WORK TO BE COMPLETED - From the line that contains "#[derive(Debug)]" to the last line of the entries, set down each line exactly as written, both ends included, with nothing else.

*** Opening of EXTRACTED DATA ***

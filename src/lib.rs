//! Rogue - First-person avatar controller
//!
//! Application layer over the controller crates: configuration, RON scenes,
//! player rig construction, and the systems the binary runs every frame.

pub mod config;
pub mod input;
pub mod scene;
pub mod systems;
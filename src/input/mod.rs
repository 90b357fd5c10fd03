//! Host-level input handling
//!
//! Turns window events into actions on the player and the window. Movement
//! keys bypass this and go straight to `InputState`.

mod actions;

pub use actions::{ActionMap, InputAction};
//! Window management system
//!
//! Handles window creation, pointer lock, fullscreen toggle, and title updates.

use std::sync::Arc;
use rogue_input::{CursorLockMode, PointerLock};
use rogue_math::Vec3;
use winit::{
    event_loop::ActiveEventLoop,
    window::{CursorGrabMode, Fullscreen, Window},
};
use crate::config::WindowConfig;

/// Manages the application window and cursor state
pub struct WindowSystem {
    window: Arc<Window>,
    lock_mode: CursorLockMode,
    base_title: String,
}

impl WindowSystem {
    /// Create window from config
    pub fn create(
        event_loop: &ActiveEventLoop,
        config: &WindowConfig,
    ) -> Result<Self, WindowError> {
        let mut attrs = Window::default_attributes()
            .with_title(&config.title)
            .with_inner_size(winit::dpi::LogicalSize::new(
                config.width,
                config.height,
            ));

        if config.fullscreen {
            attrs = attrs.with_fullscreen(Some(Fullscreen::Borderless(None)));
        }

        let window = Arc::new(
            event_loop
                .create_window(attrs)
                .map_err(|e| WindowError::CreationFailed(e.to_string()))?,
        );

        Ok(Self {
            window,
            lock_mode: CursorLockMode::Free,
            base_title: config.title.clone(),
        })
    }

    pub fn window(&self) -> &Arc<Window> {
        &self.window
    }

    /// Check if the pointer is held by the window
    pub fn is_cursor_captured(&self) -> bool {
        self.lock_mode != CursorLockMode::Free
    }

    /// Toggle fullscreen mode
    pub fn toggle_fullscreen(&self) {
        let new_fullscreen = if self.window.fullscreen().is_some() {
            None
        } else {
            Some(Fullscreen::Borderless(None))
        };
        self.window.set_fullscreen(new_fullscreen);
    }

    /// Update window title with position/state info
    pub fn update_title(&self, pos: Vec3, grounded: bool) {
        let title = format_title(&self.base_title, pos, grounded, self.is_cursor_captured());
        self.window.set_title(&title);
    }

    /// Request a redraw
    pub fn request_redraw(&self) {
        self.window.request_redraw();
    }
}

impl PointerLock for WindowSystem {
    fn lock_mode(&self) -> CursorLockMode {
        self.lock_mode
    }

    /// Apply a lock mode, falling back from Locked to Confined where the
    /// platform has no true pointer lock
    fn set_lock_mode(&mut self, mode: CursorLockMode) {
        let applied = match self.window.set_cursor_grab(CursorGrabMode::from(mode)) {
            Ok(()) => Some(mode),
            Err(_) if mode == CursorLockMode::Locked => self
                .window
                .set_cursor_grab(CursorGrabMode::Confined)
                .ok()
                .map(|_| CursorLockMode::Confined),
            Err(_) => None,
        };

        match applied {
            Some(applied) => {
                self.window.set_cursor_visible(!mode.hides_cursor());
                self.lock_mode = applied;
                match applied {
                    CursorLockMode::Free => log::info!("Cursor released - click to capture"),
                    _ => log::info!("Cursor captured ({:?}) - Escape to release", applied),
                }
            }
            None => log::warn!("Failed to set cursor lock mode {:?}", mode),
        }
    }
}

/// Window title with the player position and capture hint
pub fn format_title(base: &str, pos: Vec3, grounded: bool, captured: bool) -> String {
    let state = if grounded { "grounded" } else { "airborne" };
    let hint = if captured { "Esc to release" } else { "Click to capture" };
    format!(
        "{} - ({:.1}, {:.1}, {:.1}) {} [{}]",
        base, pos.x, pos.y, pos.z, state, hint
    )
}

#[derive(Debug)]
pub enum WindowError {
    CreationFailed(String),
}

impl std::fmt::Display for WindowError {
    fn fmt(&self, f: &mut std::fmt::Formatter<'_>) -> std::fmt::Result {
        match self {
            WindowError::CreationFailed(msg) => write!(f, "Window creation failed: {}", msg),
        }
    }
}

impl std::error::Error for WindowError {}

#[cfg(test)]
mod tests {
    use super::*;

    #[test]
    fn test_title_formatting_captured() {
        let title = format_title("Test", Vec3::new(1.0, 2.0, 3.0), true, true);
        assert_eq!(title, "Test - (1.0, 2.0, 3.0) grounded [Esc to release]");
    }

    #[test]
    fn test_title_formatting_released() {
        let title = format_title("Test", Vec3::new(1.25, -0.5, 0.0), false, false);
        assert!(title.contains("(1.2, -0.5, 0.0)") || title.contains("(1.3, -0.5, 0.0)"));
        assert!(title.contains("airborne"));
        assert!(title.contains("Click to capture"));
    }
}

*** Close of EXTRACTED DATA ***

RESULT OF THE EXERCISE -
#[derive(Debug)]
pub enum WindowError {
    CreationFailed(String),
}

impl std::fmt::Display for WindowError {
    fn fmt(&self, f: &mut std::fmt::Formatter<'_>) -> std::fmt::Result {
        match self {
            WindowError::CreationFailed(msg) => write!(f, "Window creation failed: {}", msg),
        }
    }
}

impl std::error::Error for WindowError {}

#[cfg(test)]
mod tests {
    use super::*;

    #[test]
    fn test_title_formatting_captured() {
        let title = format_title("Test", Vec3::new(1.0, 2.0, 3.0), true, true);
        assert_eq!(title, "Test - (1.0, 2.0, 3.0) grounded [Esc to release]");
    }

    #[test]
    fn test_title_formatting_released() {
        let title = format_title("Test", Vec3::new(1.25, -0.5, 0.0), false, false);
        assert!(title.contains("(1.2, -0.5, 0.0)") || title.contains("(1.3, -0.5, 0.0)"));
        assert!(title.contains("airborne"));
        assert!(title.contains("Click to capture"));
    }
}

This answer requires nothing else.